La police portuaire orchestre les déplacements qui se déroulent sans heurts et sans affolements. Amar, 23 ans, n’a pas de temps à perdre. Le jeune homme au teint mat, originaire de Damas, veut quitter Athènes dès ce soir. Comme beaucoup d’autres, il veut rejoindre Thessalonique, au nord, puis Idomeni commune grecque frontalière de Gevgelija, en Macédoine. Au total, près de 600 kilomères de trajet. Après quoi, lui et ses neuf compagnons de route passeront en Serbie, en Hongrie, en Autriche et enfin en Allemagne. L’itinéraire est connu.
“Nous voulons arriver en Allemagne au plus vite. Les trois jours passés à Mytilène étaient horribles (la capitale de Lesbos ndlr). Là-bas, il y a énormément de monde mais aucune gestion. Beaucoup de migrants dorment par terre, dans la rue, sur le port. Nous, nous avons dû dormir sous des tentes, sans pouvoir prendre de douche, sans manger à notre faim. Je me sens sale et épuisé”, lâche t-il d’un ton las.
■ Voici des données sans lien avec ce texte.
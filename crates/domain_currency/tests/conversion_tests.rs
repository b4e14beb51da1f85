//! Tests for the conversion engine bound to an organization's registry
//!
//! Covers recorded versus live rates, display modes, degraded conversions
//! and formatting of the results.

use core_kernel::{CurrencyCode, ExchangeRate, Money, MoneyValue};
use domain_currency::{
    ConversionStatus, Currency, CurrencyConverter, CurrencyPreferences, CurrencyRegistry,
    DisplayMode, MoneyFormatter, UnconvertedReason,
};
use rust_decimal::Decimal;
use rust_decimal_macros::dec;

fn code(s: &str) -> CurrencyCode {
    CurrencyCode::new(s).unwrap()
}

fn value(amount: Decimal, currency: &str) -> MoneyValue {
    MoneyValue::new(Money::new(amount, code(currency)))
}

/// ARS functional, USD at 1000, EUR at 1100, BRL without a rate, CLP at zero
fn registry() -> CurrencyRegistry {
    CurrencyRegistry::new(vec![
        Currency::from_catalog(code("ARS")).as_functional(),
        Currency::from_catalog(code("USD")).with_rate(dec!(1000)),
        Currency::from_catalog(code("EUR")).with_rate(dec!(1100)),
        Currency::from_catalog(code("BRL")),
        Currency::from_catalog(code("CLP")).with_rate(dec!(0)),
    ])
    .unwrap()
}

mod to_functional {
    use super::*;

    #[test]
    fn test_live_rate() {
        let registry = registry();
        let converter = CurrencyConverter::new(&registry);

        let result = converter.to_functional(&value(dec!(100), "USD"));
        assert_eq!(result.amount, dec!(100000));
        assert!(result.is_reliable());
    }

    #[test]
    fn test_recorded_rate_beats_live_rate() {
        let registry = registry();
        let converter = CurrencyConverter::new(&registry);
        let historical = value(dec!(100), "USD").with_recorded_rate(ExchangeRate::new(dec!(350)));

        assert_eq!(converter.to_functional(&historical).amount, dec!(35000));
    }

    #[test]
    fn test_refreshing_live_rate_leaves_recorded_values_stable() {
        let registry = registry();
        let refreshed = registry.with_rate(&code("USD"), dec!(1500)).unwrap();
        let historical = value(dec!(10), "USD").with_recorded_rate(ExchangeRate::new(dec!(900)));
        let live = value(dec!(10), "USD");

        let before = CurrencyConverter::new(&registry);
        let after = CurrencyConverter::new(&refreshed);

        assert_eq!(before.to_functional(&historical), after.to_functional(&historical));
        assert_eq!(after.to_functional(&live).amount, dec!(15000));
    }

    #[test]
    fn test_zero_rate_without_override_is_unconverted() {
        let registry = registry();
        let converter = CurrencyConverter::new(&registry);

        let result = converter.to_functional(&value(dec!(5000), "CLP"));
        assert_eq!(result.amount, dec!(5000));
        assert_eq!(
            result.status,
            ConversionStatus::Unconverted { reason: UnconvertedReason::NonPositiveRate }
        );
    }

    #[test]
    fn test_missing_rate_is_unconverted() {
        let registry = registry();
        let converter = CurrencyConverter::new(&registry);

        let result = converter.to_functional(&value(dec!(20), "BRL"));
        assert_eq!(
            result.status,
            ConversionStatus::Unconverted { reason: UnconvertedReason::MissingRate }
        );
    }

    #[test]
    fn test_unknown_currency_is_unconverted() {
        let registry = registry();
        let converter = CurrencyConverter::new(&registry);

        let result = converter.to_functional(&value(dec!(7), "JPY"));
        assert_eq!(result.amount, dec!(7));
        assert_eq!(
            result.status,
            ConversionStatus::Unconverted { reason: UnconvertedReason::UnknownCurrency }
        );
    }

    #[test]
    fn test_exchange_disabled() {
        let registry = registry();
        let mut prefs = CurrencyPreferences::for_registry(&registry);
        prefs.use_currency_exchange = false;
        let converter = CurrencyConverter::with_preferences(&registry, &prefs).unwrap();

        let foreign = converter.to_functional(&value(dec!(1), "USD"));
        assert_eq!(
            foreign.status,
            ConversionStatus::Unconverted { reason: UnconvertedReason::ExchangeDisabled }
        );

        let native = converter.to_functional(&value(dec!(1), "ARS"));
        assert_eq!(native.status, ConversionStatus::Identity);
    }
}

mod display {
    use super::*;

    fn prefs_with_usd_secondary(registry: &CurrencyRegistry) -> CurrencyPreferences {
        let usd = registry.lookup("USD").unwrap().id;
        CurrencyPreferences::for_registry(registry).with_secondary(usd)
    }

    #[test]
    fn test_mix_keeps_native_currency() {
        let registry = registry();
        let converter = CurrencyConverter::new(&registry);

        let shown = converter.to_display(&value(dec!(12), "EUR"), DisplayMode::Mix);
        assert_eq!(shown.money, Money::new(dec!(12), code("EUR")));
        assert!(shown.is_reliable());
    }

    #[test]
    fn test_primary_converts_to_functional() {
        let registry = registry();
        let converter = CurrencyConverter::new(&registry);

        let shown = converter.to_display(&value(dec!(2), "EUR"), DisplayMode::Primary);
        assert_eq!(shown.money, Money::new(dec!(2200), code("ARS")));
    }

    #[test]
    fn test_secondary_goes_through_functional() {
        let registry = registry();
        let prefs = prefs_with_usd_secondary(&registry);
        let converter = CurrencyConverter::with_preferences(&registry, &prefs).unwrap();

        let shown = converter.to_display(&value(dec!(10), "EUR"), DisplayMode::Secondary);
        assert_eq!(shown.money, Money::new(dec!(11), code("USD")));
        assert!(shown.is_reliable());
    }

    #[test]
    fn test_secondary_same_currency_is_identity() {
        let registry = registry();
        let prefs = prefs_with_usd_secondary(&registry);
        let converter = CurrencyConverter::with_preferences(&registry, &prefs).unwrap();

        let shown = converter.to_display(&value(dec!(10), "USD"), DisplayMode::Secondary);
        assert_eq!(shown.money, Money::new(dec!(10), code("USD")));
        assert_eq!(shown.status, ConversionStatus::Identity);
    }

    #[test]
    fn test_secondary_without_configuration_falls_back_to_primary() {
        let registry = registry();
        let converter = CurrencyConverter::new(&registry);

        let shown = converter.to_display(&value(dec!(1), "USD"), DisplayMode::Secondary);
        assert_eq!(shown.money, Money::new(dec!(1000), code("ARS")));
    }

    #[test]
    fn test_secondary_with_unconvertible_source_stays_native() {
        let registry = registry();
        let prefs = prefs_with_usd_secondary(&registry);
        let converter = CurrencyConverter::with_preferences(&registry, &prefs).unwrap();

        let shown = converter.to_display(&value(dec!(40), "BRL"), DisplayMode::Secondary);
        assert_eq!(shown.money, Money::new(dec!(40), code("BRL")));
        assert!(!shown.is_reliable());
    }

    #[test]
    fn test_functional_total_in_secondary() {
        let registry = registry();
        let prefs = prefs_with_usd_secondary(&registry);
        let converter = CurrencyConverter::with_preferences(&registry, &prefs).unwrap();

        let shown = converter.functional_to_display(dec!(150000), DisplayMode::Secondary);
        assert_eq!(shown.money, Money::new(dec!(150), code("USD")));
    }

    #[test]
    fn test_formatting_marks_unconverted_as_muted() {
        let registry = registry();
        let converter = CurrencyConverter::new(&registry);
        let formatter = MoneyFormatter::for_tag("es-AR", 2);

        let good = converter.to_display(&value(dec!(1.5), "USD"), DisplayMode::Primary);
        let bad = converter.to_display(&value(dec!(3), "CLP"), DisplayMode::Primary);

        let good = formatter.format_display(&good, &registry);
        let bad = formatter.format_display(&bad, &registry);

        assert_eq!(good.text, "$ 1.500,00");
        assert!(!good.muted);
        assert_eq!(bad.text, "CLP$ 3,00");
        assert!(bad.muted);
    }
}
Un de ses amis l’interrompt et le presse. Il a entendu qu’il était encore possible de prendre un train pour Thessalonique. Il faut partir. Amar disparaît dans la foule.
Un peu plus loin, un groupe de onze hommes attend, patiemment, un bus moins bondé. Ces amis d’enfance – âgés de 22 à 29 ans – sont tous originaires d’Amouda, ville du Kurdistan syrien. Malgré la fatigue, ils semblent heureux et sereins. A les entendre, l’arrivée à Athènes sonne comme une délivrance. Pour eux aussi, Mytilène fut une mauvaise expérience. La pire depuis leur départ il y a un mois.
Les passeurs criminels
Partis de Syrie, ils ont rejoint Istanbul puis Izmir, sur la côte turque. Jamil, les yeux très clairs et une barbe de plusieurs jours raconte : “Nous avons attendu deux semaines sur place avant de pouvoir prendre un bateau pour la Grèce. Les passeurs sont de vrais criminels, ils nous font payer plus de 1 000 euros pour traverser sur des embarcations bondées. Ils savent que nous n’avons pas le choix, que nous devons partir.”
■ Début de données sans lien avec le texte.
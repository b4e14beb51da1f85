//! Conversion engine
//!
//! Converts amounts between a native currency, the functional currency and
//! the display currency. Conversions never fail: when no usable rate can be
//! resolved the amount is returned as-is and tagged with the reason.

use core_kernel::{CurrencyCode, ExchangeRate, Money, MoneyValue};
use rust_decimal::Decimal;
use serde::Serialize;
use tracing::warn;

use crate::currency::Currency;
use crate::error::CurrencyError;
use crate::preferences::{CurrencyPreferences, DisplayMode};
use crate::registry::CurrencyRegistry;

/// Why an amount could not be converted
#[derive(Debug, Clone, Copy, PartialEq, Eq, Hash, Serialize)]
#[serde(rename_all = "snake_case")]
pub enum UnconvertedReason {
    /// Neither an override nor a stored rate exists
    MissingRate,
    /// The resolved rate is zero or negative
    NonPositiveRate,
    /// The currency code is not in the registry
    UnknownCurrency,
    /// The organization has currency exchange turned off
    ExchangeDisabled,
    /// The product or quotient does not fit in a decimal
    Overflow,
}

/// Outcome of a single conversion
#[derive(Debug, Clone, Copy, PartialEq, Eq, Serialize)]
#[serde(tag = "status", rename_all = "snake_case")]
pub enum ConversionStatus {
    /// Source and target are the same currency
    Identity,
    /// Converted with the given rate
    Converted { rate: ExchangeRate },
    /// Left in the source currency
    Unconverted { reason: UnconvertedReason },
}

impl ConversionStatus {
    pub fn is_reliable(&self) -> bool {
        !matches!(self, ConversionStatus::Unconverted { .. })
    }
}

/// An amount produced by the conversion engine
///
/// When `status` is `Unconverted`, `amount` is the input amount unchanged.
#[derive(Debug, Clone, Copy, PartialEq, Eq, Serialize)]
pub struct Conversion {
    pub amount: Decimal,
    pub status: ConversionStatus,
}

impl Conversion {
    fn identity(amount: Decimal) -> Self {
        Self {
            amount,
            status: ConversionStatus::Identity,
        }
    }

    fn degraded(amount: Decimal, currency: &CurrencyCode, reason: UnconvertedReason) -> Self {
        warn!(currency = %currency, ?reason, "amount left unconverted");
        Self {
            amount,
            status: ConversionStatus::Unconverted { reason },
        }
    }

    pub fn is_reliable(&self) -> bool {
        self.status.is_reliable()
    }
}

fn resolve_rate(
    currency: &Currency,
    rate: Option<ExchangeRate>,
) -> Result<ExchangeRate, UnconvertedReason> {
    let resolved = rate
        .or(currency.exchange_rate)
        .ok_or(UnconvertedReason::MissingRate)?;
    if !resolved.is_usable() {
        return Err(UnconvertedReason::NonPositiveRate);
    }
    Ok(resolved)
}

/// Converts an amount in `from` into the functional currency
///
/// Uses `rate` when given, otherwise the currency's stored rate. Amounts
/// already in the functional currency pass through unchanged.
pub fn convert_to_functional(
    amount: Decimal,
    from: &Currency,
    rate: Option<ExchangeRate>,
) -> Conversion {
    if from.is_default {
        return Conversion::identity(amount);
    }

    match resolve_rate(from, rate) {
        Ok(rate) => match amount.checked_mul(rate.value()) {
            Some(converted) => Conversion {
                amount: converted,
                status: ConversionStatus::Converted { rate },
            },
            None => Conversion::degraded(amount, &from.code, UnconvertedReason::Overflow),
        },
        Err(reason) => Conversion::degraded(amount, &from.code, reason),
    }
}

/// Converts a functional-currency amount into `to`
///
/// Inverse of [`convert_to_functional`]. A zero or missing rate returns the
/// functional amount unconverted; division by zero is never attempted.
pub fn convert_from_functional(
    functional_amount: Decimal,
    to: &Currency,
    rate: Option<ExchangeRate>,
) -> Conversion {
    if to.is_default {
        return Conversion::identity(functional_amount);
    }

    match resolve_rate(to, rate) {
        Ok(rate) => match functional_amount.checked_div(rate.value()) {
            Some(converted) => Conversion {
                amount: converted,
                status: ConversionStatus::Converted { rate },
            },
            None => Conversion::degraded(functional_amount, &to.code, UnconvertedReason::Overflow),
        },
        Err(reason) => Conversion::degraded(functional_amount, &to.code, reason),
    }
}

/// A value ready for presentation in a given display mode
#[derive(Debug, Clone, PartialEq, Eq, Serialize)]
pub struct DisplayMoney {
    pub money: Money,
    pub status: ConversionStatus,
}

impl DisplayMoney {
    pub fn is_reliable(&self) -> bool {
        self.status.is_reliable()
    }
}

/// Conversion engine bound to one organization's currencies
#[derive(Debug, Clone, Copy)]
pub struct CurrencyConverter<'a> {
    registry: &'a CurrencyRegistry,
    secondary: Option<&'a Currency>,
    exchange_enabled: bool,
}

impl<'a> CurrencyConverter<'a> {
    /// Creates a converter with exchange enabled and no secondary currency
    pub fn new(registry: &'a CurrencyRegistry) -> Self {
        Self {
            registry,
            secondary: None,
            exchange_enabled: true,
        }
    }

    /// Creates a converter honoring the organization's preferences
    ///
    /// # Errors
    ///
    /// Returns an error if the preferences do not match the registry.
    pub fn with_preferences(
        registry: &'a CurrencyRegistry,
        preferences: &CurrencyPreferences,
    ) -> Result<Self, CurrencyError> {
        preferences.check(registry)?;
        Ok(Self {
            registry,
            secondary: preferences
                .secondary_currency_id
                .and_then(|id| registry.get(&id)),
            exchange_enabled: preferences.use_currency_exchange,
        })
    }

    pub fn registry(&self) -> &'a CurrencyRegistry {
        self.registry
    }

    pub fn functional(&self) -> &'a Currency {
        self.registry.functional()
    }

    pub fn secondary(&self) -> Option<&'a Currency> {
        self.secondary
    }

    /// Converts a value into the functional currency, preferring the rate
    /// recorded with the value over the live rate
    pub fn to_functional(&self, value: &MoneyValue) -> Conversion {
        let code = value.currency();
        let Some(currency) = self.registry.by_code(code) else {
            return Conversion::degraded(value.amount(), code, UnconvertedReason::UnknownCurrency);
        };
        if !self.exchange_enabled && !currency.is_default {
            return Conversion::degraded(value.amount(), code, UnconvertedReason::ExchangeDisabled);
        }
        convert_to_functional(value.amount(), currency, value.recorded_rate)
    }

    /// Converts a functional amount into `to` using its live rate
    pub fn from_functional(&self, functional_amount: Decimal, to: &CurrencyCode) -> Conversion {
        let Some(currency) = self.registry.by_code(to) else {
            return Conversion::degraded(functional_amount, to, UnconvertedReason::UnknownCurrency);
        };
        if !self.exchange_enabled && !currency.is_default {
            return Conversion::degraded(functional_amount, to, UnconvertedReason::ExchangeDisabled);
        }
        convert_from_functional(functional_amount, currency, None)
    }

    /// Converts a value for presentation in `mode`
    ///
    /// Secondary mode goes through the functional currency: the recorded
    /// rate brings the value to functional, the live secondary rate takes it
    /// from there. Without a configured secondary currency it behaves like
    /// primary mode.
    pub fn to_display(&self, value: &MoneyValue, mode: DisplayMode) -> DisplayMoney {
        match mode {
            DisplayMode::Mix => DisplayMoney {
                money: value.money.clone(),
                status: ConversionStatus::Identity,
            },
            DisplayMode::Primary => self.display_functional(value),
            DisplayMode::Secondary => {
                let Some(secondary) = self.secondary_or_warn() else {
                    return self.display_functional(value);
                };
                if value.currency() == &secondary.code {
                    return DisplayMoney {
                        money: value.money.clone(),
                        status: ConversionStatus::Identity,
                    };
                }
                let functional = self.to_functional(value);
                if !functional.is_reliable() {
                    return DisplayMoney {
                        money: Money::new(functional.amount, value.currency().clone()),
                        status: functional.status,
                    };
                }
                self.functional_to_display(functional.amount, DisplayMode::Secondary)
            }
        }
    }

    /// Presents an amount that is already in the functional currency
    ///
    /// Mix and primary modes show it as-is; secondary mode converts it.
    pub fn functional_to_display(&self, functional_amount: Decimal, mode: DisplayMode) -> DisplayMoney {
        let functional_code = &self.functional().code;
        let secondary = match mode {
            DisplayMode::Secondary => self.secondary_or_warn(),
            DisplayMode::Mix | DisplayMode::Primary => None,
        };

        match secondary {
            Some(secondary) => {
                let conversion = self.from_functional(functional_amount, &secondary.code);
                let code = if conversion.is_reliable() {
                    secondary.code.clone()
                } else {
                    functional_code.clone()
                };
                DisplayMoney {
                    money: Money::new(conversion.amount, code),
                    status: conversion.status,
                }
            }
            None => DisplayMoney {
                money: Money::new(functional_amount, functional_code.clone()),
                status: ConversionStatus::Identity,
            },
        }
    }

    fn display_functional(&self, value: &MoneyValue) -> DisplayMoney {
        let conversion = self.to_functional(value);
        let code = if conversion.is_reliable() {
            self.functional().code.clone()
        } else {
            value.currency().clone()
        };
        DisplayMoney {
            money: Money::new(conversion.amount, code),
            status: conversion.status,
        }
    }

    fn secondary_or_warn(&self) -> Option<&'a Currency> {
        if self.secondary.is_none() {
            warn!("secondary display requested without a secondary currency, using functional");
        }
        self.secondary
    }
}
Jamil et son groupe ont tous fui la Syrie par peur de se faire enrôler dans l’armée de Bachar Al-Assad ou recruter par le YPG, forces armées kurdes. “Ce n’est pas notre guerre. Nous sommes jeunes, l’avenir est devant nous”, continue cet ancien étudiant en sciences politique.
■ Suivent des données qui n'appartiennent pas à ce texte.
//! Currency registry
//!
//! Holds an organization's currency list and enforces the single
//! functional-currency invariant at construction time.

use std::collections::HashMap;

use core_kernel::{CurrencyCode, CurrencyId, ExchangeRate};
use rust_decimal::Decimal;

use crate::currency::Currency;
use crate::error::CurrencyError;

/// Immutable, validated list of an organization's currencies
///
/// # Invariants
///
/// - At least one currency is present
/// - Exactly one currency is marked as functional (`is_default`)
/// - Codes and ids are unique
#[derive(Debug, Clone)]
pub struct CurrencyRegistry {
    currencies: Vec<Currency>,
    functional: usize,
    by_code: HashMap<CurrencyCode, usize>,
    by_id: HashMap<CurrencyId, usize>,
}

impl CurrencyRegistry {
    /// Builds a registry from the currencies returned by the data layer
    ///
    /// # Errors
    ///
    /// - `Empty` when no currency is given
    /// - `NoFunctionalCurrency` / `MultipleFunctional` when the default flag
    ///   is not set on exactly one currency
    /// - `DuplicateCode` / `DuplicateId` on repeated entries
    pub fn new(currencies: Vec<Currency>) -> Result<Self, CurrencyError> {
        if currencies.is_empty() {
            return Err(CurrencyError::Empty);
        }

        let mut by_code = HashMap::with_capacity(currencies.len());
        let mut by_id = HashMap::with_capacity(currencies.len());
        let mut defaults = Vec::new();

        for (index, currency) in currencies.iter().enumerate() {
            if by_code.insert(currency.code.clone(), index).is_some() {
                return Err(CurrencyError::DuplicateCode(currency.code.to_string()));
            }
            if by_id.insert(currency.id, index).is_some() {
                return Err(CurrencyError::DuplicateId(currency.id.to_string()));
            }
            if currency.is_default {
                defaults.push(index);
            }
        }

        let functional = match defaults.as_slice() {
            [] => return Err(CurrencyError::NoFunctionalCurrency),
            [single] => *single,
            many => {
                return Err(CurrencyError::MultipleFunctional(
                    many.iter().map(|i| currencies[*i].code.to_string()).collect(),
                ))
            }
        };

        Ok(Self {
            currencies,
            functional,
            by_code,
            by_id,
        })
    }

    /// Returns the functional (default) currency
    pub fn functional(&self) -> &Currency {
        &self.currencies[self.functional]
    }

    /// Returns true if `code` is the functional currency
    pub fn is_functional(&self, code: &CurrencyCode) -> bool {
        &self.functional().code == code
    }

    /// Finds a currency by id
    pub fn get(&self, id: &CurrencyId) -> Option<&Currency> {
        self.by_id.get(id).map(|i| &self.currencies[*i])
    }

    /// Finds a currency by normalized code
    pub fn by_code(&self, code: &CurrencyCode) -> Option<&Currency> {
        self.by_code.get(code).map(|i| &self.currencies[*i])
    }

    /// Finds a currency by a raw, possibly lowercase, code
    pub fn lookup(&self, raw_code: &str) -> Option<&Currency> {
        CurrencyCode::new(raw_code)
            .ok()
            .and_then(|code| self.by_code(&code))
    }

    /// Iterates over currencies in registration order
    pub fn iter(&self) -> impl Iterator<Item = &Currency> {
        self.currencies.iter()
    }

    pub fn len(&self) -> usize {
        self.currencies.len()
    }

    pub fn is_empty(&self) -> bool {
        self.currencies.is_empty()
    }

    /// Returns a copy of this registry with a refreshed live rate
    ///
    /// Values that carry a recorded rate are unaffected by the refresh.
    pub fn with_rate(&self, code: &CurrencyCode, rate: Decimal) -> Result<Self, CurrencyError> {
        let index = *self
            .by_code
            .get(code)
            .ok_or_else(|| CurrencyError::UnknownCurrency(code.to_string()))?;

        let mut updated = self.clone();
        updated.currencies[index].exchange_rate = Some(ExchangeRate::new(rate));
        Ok(updated)
    }
}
Sur l’île de Lesbos, le groupe est resté cinq jours. Les jeunes hommes ont marché 40 km sous un soleil de plomb pour rejoindre Mytilène et recevoir leurs laissez-passer.
“Sur place, les conditions étaient très mauvaises, cela a accentué la fatigue et l’énervement. On commençait à perdre espoir. Heureusement, à onze, on se sert les coudes”.
Une fois le sésame en main, ces exilés ont déboursé, sans hésiter, les 60 euros que coûte la traversée pour rejoindre Athènes. Ici, des connaissances les attendent. Ils seront hébergés mais ne resteront qu’une seule nuit, juste le temps récupérer des forces. Dans le métro qui les mène à leur point de rendez-vous, ils pianotent sur leur téléphone portable dernier cri. L’un d’entre eux a pris l’habitude de tout filmer.
Rezan, soulagé, pense déjà au lendemain et à la suite du “voyage”. C’est décidé ils prendront le train pour Thessalonique puis se débrouilleront pour se rendre à la frontière avec la Macédoine. Une fois là-bas, ils ne s’arrêteront plus jusqu’à rejoindre l’Allemagne où ils feront une demande d’asile.
“Pour nous guider, nous avons des GPS sur nos portables. Il y aura certes la fatigue et la faim mais il faudra faire avec. Nous fuyons la guerre, on ne peut pas s’arrêter maintenant, on ne peut pas avoir peur”, se persuade le jeune homme fluet. Il ajoute : “Angela Merkel a dit qu’elle nous accueillerait. On a des raisons de croire que tout va bien se passer”.
Les jeunes s’imaginent déjà reprendre un travail ou des études arrêtés à cause du conflit. Ils le promettent, quand leur situation sera stabilisée, ils feront le chemin en sens inverse. Cette fois, ils prendront le temps de s’arrêter dans chacun des pays qu’ils auront traversés dans la précipitation.